Van Groningen et al. (1995 Cancer Res. 55; 6237-43) found MIA mRNA expression in non metastasising cell lines and an inverse correlation of MIA mRNA expression with pigmentation in melanoma metastasis lesions.
The 3D structure of the recombinant human MIA in solution was determined recently by multidimensional NMR spectroscopy and revealed that MIA is the first extracellular protein known to adopt an SH3 domain like-fold. These studies also provided evidence of specific interaction between a binding fold of MIA and a partial fibronectin peptide that has been implicated in integrin binding. It appears that MIA belongs to a growing family of proteins that promote invasion and metastasis by inhibiting specific interactions between integrins and ECM molecules within the local tumor milieu.
Furthermore, the 1.4 Angstrom resolution crystal structure of human MIA protein was determined by X-ray protein crystallography using multi-wavelength anomalous diffraction (MAD) (Lougheed et al., PNAS 2001 May 8; 98 (10):5515-5520). The structure confirms a conventional SH3-like fold of MIA.

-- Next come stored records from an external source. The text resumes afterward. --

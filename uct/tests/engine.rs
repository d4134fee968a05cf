//! End-to-end engine scenarios on the reference Go board.

use std::sync::Arc;
use std::time::Duration;

use engine_config::{ThreadModel, UctConfig};
use engine_core::{Board, Color, Coord, EvenPrior, LightPlayout, Move, TimeInfo};
use games_go::GoBoard;
use uct::{uct_search, SearchEnv, Tree, UctEngine};

fn test_config(seed: u64) -> UctConfig {
    UctConfig::for_testing().with_seed(seed)
}

fn search_env(cfg: UctConfig, board: &GoBoard) -> Arc<SearchEnv<GoBoard>> {
    Arc::new(SearchEnv::new(
        cfg,
        board,
        Box::new(LightPlayout::new()),
        Box::new(EvenPrior::new(2)),
    ))
}

/// A 9x9 position where Black owns all but a small living white corner:
/// roughly 66 points to 15 before komi.
fn black_dominates() -> GoBoard {
    GoBoard::from_diagram(
        9,
        &[
            "...XOOOOO",
            "...XO.O.O",
            "...XOOOOO",
            "...XXXXXX",
            ".........",
            ".X.......",
            ".........",
            "...X.....",
            ".........",
        ],
        Color::Black,
        0.5,
    )
}

#[test]
fn test_genmove_on_empty_board_returns_legal_move() {
    let mut board = GoBoard::new(9, 7.5);
    let mut engine = UctEngine::new(test_config(1), &board).unwrap();

    let coord = engine.genmove(&mut board, &TimeInfo::games(1000), Color::Black, false);
    let point = coord.point().expect("empty board move should be on-board");
    assert!(board.is_legal(point, Color::Black));
    // One ownership update per playout, and nothing more.
    assert_eq!(engine.ownermap().playouts(), 1000);
}

#[test]
fn test_search_runs_exactly_the_requested_games() {
    let board = GoBoard::new(9, 7.5);
    let env = search_env(test_config(1), &board);
    let tree = Arc::new(Tree::init(Color::Black, 8 * 1024 * 1024, false));

    let games = uct_search(&env, &tree, &board, &TimeInfo::games(1000), Color::Black, 1);
    assert_eq!(games, 1000);
    assert_eq!(tree.root_node().u.playouts(), 1000);
    assert_eq!(env.ownermap.playouts(), 1000);
}

#[test]
fn test_passes_when_opponent_passed_and_position_is_safe() {
    let mut board = black_dominates();
    // The opponent has just passed with Black clearly ahead.
    board.play(Move::new(Coord::Pass, Color::Black)).unwrap();
    board.play(Move::new(Coord::Pass, Color::White)).unwrap();

    let mut engine = UctEngine::new(test_config(2), &board).unwrap();
    let coord = engine.genmove(&mut board, &TimeInfo::games(1500), Color::Black, false);
    assert_eq!(coord, Coord::Pass);
}

#[test]
fn test_resigns_a_lost_position() {
    // On a 3x3 board with komi 15 Black can never catch up: every
    // playout is lost, and once the best child has enough evidence the
    // engine gives up. Margin blending keeps point moves ahead of the
    // pass (losing by less), so the best child is resignable.
    let mut board = GoBoard::new(3, 15.0);
    let mut cfg = test_config(3);
    cfg.val_scale = 0.5;
    cfg.val_points = 30;
    cfg.val_extra = false;
    let mut engine = UctEngine::new(cfg, &board).unwrap();

    let coord = engine.genmove(&mut board, &TimeInfo::games(8000), Color::Black, false);
    assert_eq!(coord, Coord::Resign);
    // Resigning drops the game state.
    assert!(engine.tree().is_none());
}

#[test]
fn test_promotion_keeps_the_chosen_subtree() {
    let mut board = GoBoard::new(9, 7.5);
    let mut engine = UctEngine::new(test_config(4), &board).unwrap();

    let coord = engine.genmove(&mut board, &TimeInfo::games(500), Color::Black, false);
    board.play(Move::new(coord, Color::Black)).unwrap();

    // The front-end notifies the move we just played; the tree must
    // stay promoted to its subtree.
    engine.notify_play(&board, Move::new(coord, Color::Black));

    let tree = engine.tree().expect("tree survives promotion");
    assert_eq!(tree.root_node().coord(), coord);
    assert_eq!(tree.root_color(), Color::White);
    assert!(tree.root_node().u.playouts() > 0);
}

#[test]
fn test_promotion_follows_the_opponent_move() {
    let mut board = GoBoard::new(9, 7.5);
    let mut engine = UctEngine::new(test_config(5), &board).unwrap();

    let ours = engine.genmove(&mut board, &TimeInfo::games(500), Color::Black, false);
    board.play(Move::new(ours, Color::Black)).unwrap();
    engine.notify_play(&board, Move::new(ours, Color::Black));

    // Opponent answers; their node becomes the root.
    let reply = board.legal_points(Color::White)[0];
    board.play(Move::new(Coord::Point(reply), Color::White)).unwrap();
    engine.notify_play(&board, Move::new(Coord::Point(reply), Color::White));

    let tree = engine.tree().expect("tree survives promotion");
    assert_eq!(tree.root_color(), Color::Black);
    // The root is either the promoted reply node or a fresh flipped
    // tree when the reply had never been explored.
    if tree.root_node().u.playouts() > 0 {
        assert_eq!(tree.root_node().coord(), Coord::Point(reply));
    }
}

#[test]
#[should_panic(expected = "Non-alternating")]
fn test_non_alternating_play_is_fatal() {
    let mut board = GoBoard::new(9, 7.5);
    let mut engine = UctEngine::new(test_config(6), &board).unwrap();

    let a = Coord::Point(board.legal_points(Color::Black)[0]);
    board.play(Move::new(a, Color::Black)).unwrap();
    engine.notify_play(&board, Move::new(a, Color::Black));

    let b = Coord::Point(board.legal_points(Color::Black)[1]);
    board.play(Move::new(b, Color::Black)).unwrap();
    engine.notify_play(&board, Move::new(b, Color::Black));
}

#[test]
fn test_parallel_aggregates_match_tree_growth() {
    let board = GoBoard::new(9, 7.5);
    let cfg = test_config(7)
        .with_threads(4)
        .with_thread_model(ThreadModel::TreeVl);
    let env = search_env(cfg, &board);
    let tree = Arc::new(Tree::init(Color::Black, 8 * 1024 * 1024, false));

    let games = uct_search(&env, &tree, &board, &TimeInfo::games(1000), Color::Black, 7);
    let playouts = tree.root_node().u.playouts();
    // Every worker playout lands in the shared root exactly once.
    assert_eq!(games, playouts);
    // The budget may be overshot by at most one in-flight playout per
    // worker.
    assert!(playouts >= 1000);
    assert!(playouts <= 1004);
}

#[test]
fn test_single_thread_determinism_under_forced_seed() {
    let run = || {
        let mut board = GoBoard::new(9, 7.5);
        let mut engine = UctEngine::new(test_config(42), &board).unwrap();
        engine.genmove(&mut board, &TimeInfo::games(600), Color::Black, false)
    };
    assert_eq!(run(), run());
}

#[test]
fn test_pondering_starts_and_stops() {
    let mut board = GoBoard::new(9, 7.5);
    let mut cfg = test_config(8);
    cfg.pondering = true;
    let mut engine = UctEngine::new(cfg, &board).unwrap();

    let ours = engine.genmove(&mut board, &TimeInfo::games(300), Color::Black, false);
    assert!(engine.is_pondering());
    board.play(Move::new(ours, Color::Black)).unwrap();

    // Give the background search a moment to accumulate playouts.
    std::thread::sleep(Duration::from_millis(150));

    let reply = board.legal_points(Color::White)[0];
    board.play(Move::new(Coord::Point(reply), Color::White)).unwrap();
    engine.notify_play(&board, Move::new(Coord::Point(reply), Color::White));
    assert!(!engine.is_pondering());

    engine.done();
    assert!(engine.tree().is_none());
}

#[test]
fn test_dead_group_list_mocks_and_cleans_state() {
    let board = GoBoard::from_diagram(
        3,
        &[
            ".X.", //
            ".XO",
            ".X.",
        ],
        Color::Black,
        0.0,
    );
    let mut engine = UctEngine::new(test_config(9), &board).unwrap();

    // No genmove has happened: the engine mocks a transient state.
    let dead = engine.dead_group_list(&board);
    assert_eq!(dead.len(), 1);
    assert_eq!(dead[0].color, Color::White);
    // The mock-up is gone so a later genmove starts clean.
    assert!(engine.tree().is_none());
}

#[test]
fn test_chat_reports_winrate() {
    let mut board = GoBoard::new(9, 7.5);
    let mut engine = UctEngine::new(test_config(10), &board).unwrap();

    assert_eq!(
        engine.chat(&board, "winrate").as_deref(),
        Some("no game context (yet?)")
    );
    assert!(engine.chat(&board, "help").is_none());

    engine.genmove(&mut board, &TimeInfo::games(300), Color::Black, false);
    let reply = engine.chat(&board, "winrate").unwrap();
    assert!(reply.contains("playouts"));
    assert!(reply.contains("probability"));
}

#[test]
fn test_printhook_emits_ownership_characters() {
    let mut board = black_dominates();
    let mut engine = UctEngine::new(test_config(11), &board).unwrap();
    engine.genmove(&mut board, &TimeInfo::games(800), Color::Black, false);

    let mut out = String::new();
    for i in 0..board.num_points() {
        engine
            .printhook(&board, engine_core::Point(i as u16), &mut out)
            .unwrap();
    }
    // Every point renders as one of the judgement characters.
    let chars: Vec<char> = out.chars().filter(|c| !c.is_whitespace()).collect();
    assert_eq!(chars.len(), board.num_points());
    assert!(chars.iter().all(|c| ":XO,xo".contains(*c)));
    // A clearly black-held point must show up as such somewhere.
    assert!(chars.contains(&'X'));
}

#[test]
fn test_superko_violation_is_only_a_warning() {
    let mut board = GoBoard::new(5, 0.0);
    let mut engine = UctEngine::new(test_config(12), &board).unwrap();

    let play = |b: &mut GoBoard, x: usize, y: usize, c: Color| {
        let p = engine_core::Point((y * 5 + x) as u16);
        b.play(Move::new(Coord::Point(p), c)).unwrap();
    };
    // Build a ko, take it, pass twice, retake: positional superko.
    play(&mut board, 1, 2, Color::Black);
    play(&mut board, 2, 2, Color::White);
    play(&mut board, 0, 1, Color::Black);
    play(&mut board, 3, 1, Color::White);
    play(&mut board, 1, 0, Color::Black);
    play(&mut board, 2, 0, Color::White);
    play(&mut board, 2, 1, Color::Black);
    play(&mut board, 1, 1, Color::White);
    board.play(Move::new(Coord::Pass, Color::Black)).unwrap();
    board.play(Move::new(Coord::Pass, Color::White)).unwrap();
    play(&mut board, 2, 1, Color::Black);
    assert!(board.superko_violation());

    // The engine warns, clears the flag and still produces a move.
    let coord = engine.genmove(&mut board, &TimeInfo::games(200), Color::White, false);
    assert!(!board.superko_violation());
    assert!(!coord.is_resign());
}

The idea that proline-rich peptides are ligands of the SH3 domains has been supported by a number of experiments (for example see Ren et al., Science 259, 1157-1161, 1993; Gout et al., Cell 75, 25-26, 1993). Yu and coworkers (Cell 76, 933-945, 1994) have proposed that the specificity of SH3-ligand interactions may arise from the reciprocal recognition of non-proline peptide residues with non-conserved protein side chains. Musacchio et al. (Nat. Struct. Biol 1(8), 546-551, 1994) were unable to identify such specific interactions in complexes of SH3-domain proteins.
Lougheed et al. (PNAS 2001 May 8; 98 (10):5515-5520) tested the ability of MIA to bind proline-rich peptides by using phase display, but were unable to identify significant peptide binders out of a biased polyproline helix phage display library.
In contrast to these data the invention described below is based mainly on ligands with a high content of proline that do not possess a consenus sequence motif for binding to SH3 domains.